Значит, здесь будет загорать Боря Басаргин? Только вот – сколько загорать? Месяц? Два?... Ужас!
– Что же ты стоишь? – сестрица уставила на Борю ласковые, притененные усталостью глаза. – Помочь тебе?
Боря спохватился, сказал «нет-нет» и, вдавливая под мышки костыльные перекладины, обмотанные для мягкости бинтом, переставил левую ногу. Согнутая в колене бревнообразная правая тянулась к полу, циркульно расставленные костыли не умещались в проходе. Бочком-бочком Боря миновал стол и две кровати, продвинулся было дальше, но зацепил костылем третью кровать. Лежавший на ней чертыхнулся:
– Потише ты, мешок с опилками.
– Извините, – пролепетал Боря, бросив взгляд на хмурое лицо офицера.
Правда, что в угол. Хуже наказания не придумаешь. Одни офицеры. Будешь тут белой вороной.
«Недотроги какие», – почему-то обо всех подумал Боря Басаргин. Он виноват, что ли, если костыли – как оглобли.
Шагнул дальше и снова громыхнул костылем, и снова по той же койке.
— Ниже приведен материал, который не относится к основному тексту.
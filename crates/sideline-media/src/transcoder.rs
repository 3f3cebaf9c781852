//! The three external-tool transforms behind commentary muxing.
//!
//! `Transcoder` isolates the command-line dependency so the muxer can be
//! driven by a fake in tests. `FfmpegTranscoder` is the production
//! implementation.

use async_trait::async_trait;
use std::path::Path;
use tracing::info;

use crate::command::{FfmpegCommand, FfmpegRunner};
use crate::error::MediaResult;
use crate::filters::{
    ambience_mix_filter, frame_hold_filter, AMBIENCE_FADE_IN_SECS, AMBIENCE_VOLUME,
    FRAME_HOLD_SECS, HELD_VIDEO_LABEL, MIXED_AUDIO_LABEL,
};

/// Media transforms used by `MediaMuxer`. Each call runs to completion and
/// writes exactly one output file.
#[async_trait]
pub trait Transcoder: Send + Sync {
    /// Copy the video stream of `input` unchanged, dropping all audio.
    async fn strip_audio(&self, input: &Path, output: &Path) -> MediaResult<()>;

    /// Hold the last frame of `video` and lay `voice` over it, stopping at
    /// the shorter stream.
    async fn overlay_voice(&self, video: &Path, voice: &Path, output: &Path) -> MediaResult<()>;

    /// Mix a faded, attenuated `ambience` track under the existing audio of
    /// `video`, copying the video stream.
    async fn mix_ambience(&self, video: &Path, ambience: &Path, output: &Path) -> MediaResult<()>;
}

/// Encoding and mix parameters.
#[derive(Debug, Clone)]
pub struct MixSettings {
    /// Seconds the final frame is cloned for
    pub frame_hold_secs: u32,
    /// Ambience fade-in length in seconds
    pub fade_in_secs: f64,
    /// Ambience level, 1.0 = nominal
    pub ambience_volume: f64,
    /// Encoder used when the frame hold forces a re-encode
    pub video_codec: String,
    /// Encoder for every audio output
    pub audio_codec: String,
}

impl Default for MixSettings {
    fn default() -> Self {
        Self {
            frame_hold_secs: FRAME_HOLD_SECS,
            fade_in_secs: AMBIENCE_FADE_IN_SECS,
            ambience_volume: AMBIENCE_VOLUME,
            video_codec: "libx264".to_string(),
            audio_codec: "aac".to_string(),
        }
    }
}

/// `Transcoder` that shells out to ffmpeg.
#[derive(Debug, Clone, Default)]
pub struct FfmpegTranscoder {
    runner: FfmpegRunner,
    settings: MixSettings,
}

impl FfmpegTranscoder {
    pub fn new(runner: FfmpegRunner) -> Self {
        Self {
            runner,
            settings: MixSettings::default(),
        }
    }

    pub fn with_settings(mut self, settings: MixSettings) -> Self {
        self.settings = settings;
        self
    }

    pub fn settings(&self) -> &MixSettings {
        &self.settings
    }

    /// Command for `strip_audio`.
    pub fn strip_audio_command(&self, input: &Path, output: &Path) -> FfmpegCommand {
        FfmpegCommand::new(input, output).copy_video().no_audio()
    }

    /// Command for `overlay_voice`.
    pub fn overlay_voice_command(&self, video: &Path, voice: &Path, output: &Path) -> FfmpegCommand {
        FfmpegCommand::new(video, output)
            .add_input(voice)
            .filter_complex(frame_hold_filter(self.settings.frame_hold_secs))
            .map(HELD_VIDEO_LABEL)
            .map("1:a:0")
            .shortest()
            .video_codec(&self.settings.video_codec)
            .audio_codec(&self.settings.audio_codec)
    }

    /// Command for `mix_ambience`.
    pub fn mix_ambience_command(&self, video: &Path, ambience: &Path, output: &Path) -> FfmpegCommand {
        FfmpegCommand::new(video, output)
            .add_input(ambience)
            .filter_complex(ambience_mix_filter(
                self.settings.fade_in_secs,
                self.settings.ambience_volume,
            ))
            .map("0:v")
            .map(MIXED_AUDIO_LABEL)
            .copy_video()
            .audio_codec(&self.settings.audio_codec)
            .shortest()
    }
}

#[async_trait]
impl Transcoder for FfmpegTranscoder {
    async fn strip_audio(&self, input: &Path, output: &Path) -> MediaResult<()> {
        info!("Removing audio: {} -> {}", input.display(), output.display());
        self.runner.run(&self.strip_audio_command(input, output)).await
    }

    async fn overlay_voice(&self, video: &Path, voice: &Path, output: &Path) -> MediaResult<()> {
        info!(
            "Adding voice-over {} to {} -> {}",
            voice.display(),
            video.display(),
            output.display()
        );
        self.runner
            .run(&self.overlay_voice_command(video, voice, output))
            .await
    }

    async fn mix_ambience(&self, video: &Path, ambience: &Path, output: &Path) -> MediaResult<()> {
        info!(
            "Mixing crowd ambience {} under {} -> {}",
            ambience.display(),
            video.display(),
            output.display()
        );
        self.runner
            .run(&self.mix_ambience_command(video, ambience, output))
            .await
    }
}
Раненый аж зубами заскрипел, высвободил из-под одеяла руку.
– Дай-ка свой костыль, я тебя поперек спины приласкаю.
Машенька поспешила к Басаргину, подсунулась под его руку и довела до постели – предпоследней, у дальней стены. Потревоженному сказала примиряюще:
– Петр Ануфриевич, он же нечаянно.
Сосед Бори Басаргина неприязненно адресовался через кровати – через Борину и еще одну, на которой лежал лишь матрац, покрытый серым армейским одеялом:
– Майор, поперек-то спины тебя надо. Барышня кисейная.
Раздражительный Петр Ануфриевич оторвал от подушки голову, хотел властно прикрикнуть, но был слаб, выдавил придушенно:
– Младший лейтенант, как вы смеете...
– Эко что, смеете... – взъелся большеротый сосед Бори Басаргина. – Может, еще по стойке смирно перед тобой вытянуться? – Младший лейтенант откинул одеяло, обнажив свои гипсовые латы.
Усадив Борю на кровать, Машенька повернулась к младшему лейтенанту.
– Ну что вы, что вы, – забеспокоилась она, укутывая его загипсованные ноги. – Нельзя же так. Будто чужие, будто не поделили чего.
– Да уж не родственники... – проговорил младший лейтенант, вяло устраивая руки под голову. Подмигнул Боре дружелюбно: – Видал, уже и о звании моем справился. И здесь командовать хочет. Ты-то, парень, в каких чинах? Солдат? Не тушуйся. Нет тут ни солдат, ни офицеров, тут все одинаковые, у всех одно звание – увечные... У тебя что, нога! Осколком?
Боря поискал, куда положить костыли. Прислонил к стене рядом с тумбочкой, ответил:
– И не спрашивайте – срамота одна. В блиндаже, как куренка, заплотом.
– Мало ли чем нашего брата давит... Ампутировать будут? – напрямую поинтересовался сосед.
– Как ампутировать? – испугался Боря Басаргин. – Отрезать, что ли? Я не хочу, зачем...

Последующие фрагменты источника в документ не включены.